Why sprinkler blowouts matter so much in Colorado Springs
Colorado Springs has a mix of warm fall days and very sudden cold snaps. One afternoon you are wearing a light jacket, and that night the temperature drops hard below freezing. That quick shift is part of what causes trouble for irrigation systems.
Water left in your sprinkler lines can freeze. When water freezes, it expands. That expansion pushes against:
– PVC or poly pipes
– Backflow preventer
– Valves and fittings
– Sprinkler heads
If the system has trapped water, the expanding ice can crack parts of it. Some problems show up right away in spring, like big leaks or zones that will not turn on. Others show up later as weak pressure or wet spots you cannot explain.

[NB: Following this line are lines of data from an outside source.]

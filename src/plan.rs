//! TOML plans: a list of file operations to run as one transaction.
//!
//! ```toml
//! [[op]]
//! kind = "mkdir"
//! path = "out/reports"
//!
//! [[op]]
//! kind = "write"
//! path = "out/reports/summary.txt"
//! text = "ok\n"
//!
//! [[op]]
//! kind = "move"
//! from = "draft.txt"
//! to = "out/final.txt"
//! ```
//!
//! Relative paths resolve against the plan's root directory.

use crate::error::{Result, TxError};
use crate::manager::FileManager;

use anyhow::Context;
use std::fmt;
use std::fs;
use std::path::{Path, PathBuf};
use toml_edit::{DocumentMut, Item, Table};

/// One operation in a plan.
#[derive(Debug, Clone, PartialEq, Eq)]
pub enum Step {
    AppendText { path: PathBuf, text: String },
    Copy { from: PathBuf, to: PathBuf, overwrite: bool },
    CreateDirectory { path: PathBuf },
    Delete { path: PathBuf },
    DeleteDirectory { path: PathBuf },
    Move { from: PathBuf, to: PathBuf },
    Snapshot { path: PathBuf },
    WriteText { path: PathBuf, text: String },
}

impl Step {
    pub fn apply(&self, files: &FileManager) -> Result<()> {
        match self {
            Step::AppendText { path, text } => files.append_text(path, text),
            Step::Copy {
                from,
                to,
                overwrite,
            } => files.copy(from, to, *overwrite),
            Step::CreateDirectory { path } => files.create_directory(path),
            Step::Delete { path } => files.delete(path),
            Step::DeleteDirectory { path } => files.delete_directory(path),
            Step::Move { from, to } => files.move_file(from, to),
            Step::Snapshot { path } => files.snapshot(path),
            Step::WriteText { path, text } => files.write_text(path, text),
        }
    }
}

impl fmt::Display for Step {
    fn fmt(&self, f: &mut fmt::Formatter<'_>) -> fmt::Result {
        match self {
            Step::AppendText { path, .. } => write!(f, "Append: {}", path.display()),
            Step::Copy { from, to, .. } => {
                write!(f, "Copy: {} → {}", from.display(), to.display())
            }
            Step::CreateDirectory { path } => write!(f, "Create directory: {}", path.display()),
            Step::Delete { path } => write!(f, "Delete: {}", path.display()),
            Step::DeleteDirectory { path } => write!(f, "Delete directory: {}", path.display()),
            Step::Move { from, to } => {
                write!(f, "Move: {} → {}", from.display(), to.display())
            }
            Step::Snapshot { path } => write!(f, "Snapshot: {}", path.display()),
            Step::WriteText { path, .. } => write!(f, "Write: {}", path.display()),
        }
    }
}

/// An ordered list of steps.
#[derive(Debug, Clone, Default, PartialEq, Eq)]
pub struct Plan {
    steps: Vec<Step>,
}

impl Plan {
    /// Reads and parses the plan at `path`.
    pub fn load(path: &Path, root: &Path) -> Result<Self> {
        let source = fs::read_to_string(path).map_err(|e| TxError::operation("read", path, e))?;
        Self::parse(&source, root)
    }

    pub fn parse(source: &str, root: &Path) -> Result<Self> {
        let doc: DocumentMut = source.parse()?;

        let Some(item) = doc.as_table().get("op") else {
            return Ok(Self::default());
        };
        let tables = item.as_array_of_tables().ok_or_else(|| {
            TxError::InvalidPlan("`op` must be an array of tables ([[op]])".to_string())
        })?;

        let steps = tables
            .iter()
            .enumerate()
            .map(|(index, table)| parse_step(table, index + 1, root))
            .collect::<Result<Vec<_>>>()?;

        Ok(Self { steps })
    }

    pub fn steps(&self) -> &[Step] {
        &self.steps
    }

    pub fn len(&self) -> usize {
        self.steps.len()
    }

    pub fn is_empty(&self) -> bool {
        self.steps.is_empty()
    }

    /// Runs the steps in order, stopping at the first failure.
    ///
    /// Returns how many steps completed.
    pub fn apply(&self, files: &FileManager) -> Result<usize> {
        for (index, step) in self.steps.iter().enumerate() {
            log::debug!("Step {}: {}", index + 1, step);
            step.apply(files)
                .map_err(anyhow::Error::new)
                .with_context(|| format!("step {} ({})", index + 1, step))?;
        }
        Ok(self.steps.len())
    }
}

fn parse_step(table: &Table, index: usize, root: &Path) -> Result<Step> {
    let path = |key: &str| -> Result<PathBuf> { Ok(root.join(str_field(table, key, index)?)) };
    let text = |key: &str| -> Result<String> { Ok(str_field(table, key, index)?.to_string()) };

    let step = match str_field(table, "kind", index)? {
        "append" => Step::AppendText {
            path: path("path")?,
            text: text("text")?,
        },
        "copy" => Step::Copy {
            from: path("from")?,
            to: path("to")?,
            overwrite: bool_field(table, "overwrite", index)?.unwrap_or(false),
        },
        "mkdir" => Step::CreateDirectory {
            path: path("path")?,
        },
        "delete" => Step::Delete {
            path: path("path")?,
        },
        "rmdir" => Step::DeleteDirectory {
            path: path("path")?,
        },
        "move" => Step::Move {
            from: path("from")?,
            to: path("to")?,
        },
        "snapshot" => Step::Snapshot {
            path: path("path")?,
        },
        "write" => Step::WriteText {
            path: path("path")?,
            text: text("text")?,
        },
        other => {
            return Err(TxError::InvalidPlan(format!(
                "op #{index}: unknown kind '{other}'"
            )));
        }
    };
    Ok(step)
}

fn str_field<'a>(table: &'a Table, key: &str, index: usize) -> Result<&'a str> {
    table.get(key).and_then(Item::as_str).ok_or_else(|| {
        TxError::InvalidPlan(format!("op #{index}: missing string field `{key}`"))
    })
}

fn bool_field(table: &Table, key: &str, index: usize) -> Result<Option<bool>> {
    match table.get(key) {
        None => Ok(None),
        Some(item) => item.as_bool().map(Some).ok_or_else(|| {
            TxError::InvalidPlan(format!("op #{index}: field `{key}` must be a boolean"))
        }),
    }
}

If your sprinkler system has underground pipes and you live in Colorado Springs, you should treat a fall blowout as part of normal yearly maintenance, not as an optional extra.
Let me be direct here: skipping a blowout might work once or twice if winter is mild, or if your system naturally drains better than average. But you are gambling against the weather pattern in a city that gets strong overnight freezes. Over time, that gamble tends to lose.
What a sprinkler blowout actually does
A sprinkler blowout is simple in theory. You connect an air compressor to the sprinkler system and push out all the water. In practice, it has a few steps that need care.
Here is the basic idea:
1. Shut off water to the sprinkler system.
2. Connect an air hose to the system at the right spot.
3. Use compressed air to push water out through each zone.
4. Keep going until only air comes out.
5. Protect the backflow preventer and any above-ground pipes.
If this sounds easy, that is fair. It is not complicated plumbing. The risk comes from the details: air pressure, how long you run each zone, and where you connect.
Too much pressure can damage valves or heads. Too little pressure leaves water behind. Leaving the air running too long can overheat the system parts. A rushed job might clear some water but leave enough in low spots to freeze.
The goal of a blowout is not to hit the system with as much air as possible, but to clear water safely from every zone, from the highest head to the lowest sag in the pipe.
DIY blowout or hire a pro?
You can do a sprinkler blowout yourself, but that does not automatically mean you should. I know that is a bit blunt, but this is one of those jobs where a small mistake can cost more than a service visit.
Here is a simple comparison.
| Option | Pros | Cons |
|---|---|---|
| DIY blowout |
|
|
| Hire a pro |
|
|
I tend to think if you already own a big enough compressor and you are comfortable with valves and fittings, DIY can make sense. If you would be renting equipment or guessing on pressure, the risk starts to outweigh the savings.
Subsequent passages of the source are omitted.